We investigated the mechanism of contraction induced by SIP in esophageal smooth muscle cells. Western blot analysis demonstrated that SIPI, S1P(2), S1P(3), and S1P(5) receptors existed in the cat esophagus. Only penetration of EDG-5 (S1P(2)) antibody into permeabilized cells inhibited S1P-induced contraction. Pertussis toxin (PTX) also inhibited contraction, suggesting that it was mediated by S1P(2) receptors coupled to a PTX-sensitive G(i) protein. Specific antibodies to G(i2), G(q) and G(beta) inhibited contraction, implying that the S1P-induced contraction depends on PTX-insensitive G(q) and G(beta) dimers as well as the PTX-sensitive G(i2) Contraction was not affected by the phospholipase A(2) inhibitor DEDA, or the PLD inhibitor p-chloromercuribenzoate, but it was abolished by the PLC inhibitor U73122. Incubation of permeabilized cells with PLC beta 3 antibody also inhibited contraction.
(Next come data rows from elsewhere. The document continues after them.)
//! Record Schemas
//!
//! Field definitions, validation and the static record-kind table for the
//! three relief record kinds (disasters, donations, volunteers).

mod field;
mod records;
mod registry;
mod validate;

pub use field::{FieldDefault, FieldSpec, FieldType};
pub use records::{Disaster, Donation, Record, Volunteer};
pub use registry::{RecordKind, RecordSchemaInfo, RegistryInfo, SchemaRegistry};
pub use validate::{
    validate_document, ValidationError, ValidationMode, Violation, ViolationKind,
};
Contraction involved the activation of a PKC pathway since it was affected by GF109203X and chelerythrine. Since PKC epsilon antibody inhibited contraction, PKC epsilon, may be required. Preincubation of the muscle cells with the MEK inhibitor PD98059 blocked S1P-induced contraction, but the p38 MAP kinase inhibitor SB202190 did not. In addition, co-treatment of cells with GF 109203X and PD98059 did not have a synergistic effect, suggesting that these two kinases are involved in the same signaling pathway. Our data suggest that S1P-induced contraction in esophageal smooth muscle cells is mediated by S1P2 receptors coupled to PTX-sensitive G(i2) proteins, and PTX-insensitive Gq and G(beta) proteins, and that the resulting activation of the PLC beta 3 and PKC epsilon pathway leads to activation of a p44/p42 MAPK pathway.